_Supplied entries_:
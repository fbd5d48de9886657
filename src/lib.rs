//! ar_tv: a virtual television anchored to a real-world wall.
//!
//! The crate holds the engine-agnostic core: an explicit scene graph, surface
//! anchoring, the TV composite, tap routing, and the playback state machine
//! that binds video sessions to the screen. Rendering, tracking and decoding
//! live behind traits so a host (see `bevy_ar_tv`) can plug them in.

pub mod anchor;
pub mod catalog;
pub mod coordinator;
pub mod error;
pub mod picking;
pub mod playback;
pub mod scene;
pub mod session;
pub mod tv;

pub use anchor::{Anchor, AnchorTracker, DetectedPlane, PlaneAlignment, PlaneId};
pub use catalog::{DirectoryResolver, VideoCatalog};
pub use coordinator::{
    CoordinatorConfig, IgnoredTap, InteractionCoordinator, InteractionState, RebindPolicy,
    TapOutcome,
};
pub use error::{PlaybackError, PreviewError, ResolveError, SceneError};
pub use picking::{Hit, HitRouter, PinholeCamera, Ray, ScreenRays};
pub use playback::{
    MediaBackend, PlaybackBinder, PlaybackEngine, PlaybackSession, PlaybackState,
    PreviewGenerator, SourceHandle, SourceResolver, TextureId, VideoFrame, VideoId,
};
pub use scene::{EntityId, Material, MeshShape, Pose, SceneGraph};
pub use session::ArSession;
pub use tv::{SCREEN_NAME, TvObject};

pub use glam;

_Work to complete_: In full and without alteration, write out the data above.

_Task response_:
repository fbd5d48de9886657
filename src/lib.rs
//! ar_tv: a virtual television anchored to a real-world wall.
//!
//! The crate holds the engine-agnostic core: an explicit scene graph, surface
//! anchoring, the TV composite, tap routing, and the playback state machine
//! that binds video sessions to the screen. Rendering, tracking and decoding
//! live behind traits so a host (see `bevy_ar_tv`) can plug them in.

pub mod anchor;
pub mod catalog;
pub mod coordinator;
pub mod error;
pub mod picking;
pub mod playback;
pub mod scene;
pub mod session;
pub mod tv;

pub use anchor::{Anchor, AnchorTracker, DetectedPlane, PlaneAlignment, PlaneId};
pub use catalog::{DirectoryResolver, VideoCatalog};
pub use coordinator::{
    CoordinatorConfig, IgnoredTap, InteractionCoordinator, InteractionState, RebindPolicy,
    TapOutcome,
};
pub use error::{PlaybackError, PreviewError, ResolveError, SceneError};
pub use picking::{Hit, HitRouter, PinholeCamera, Ray, ScreenRays};
pub use playback::{
    MediaBackend, PlaybackBinder, PlaybackEngine, PlaybackSession, PlaybackState,
    PreviewGenerator, SourceHandle, SourceResolver, TextureId, VideoFrame, VideoId,
};
pub use scene::{EntityId, Material, MeshShape, Pose, SceneGraph};
pub use session::ArSession;
pub use tv::{SCREEN_NAME, TvObject};

pub use glam;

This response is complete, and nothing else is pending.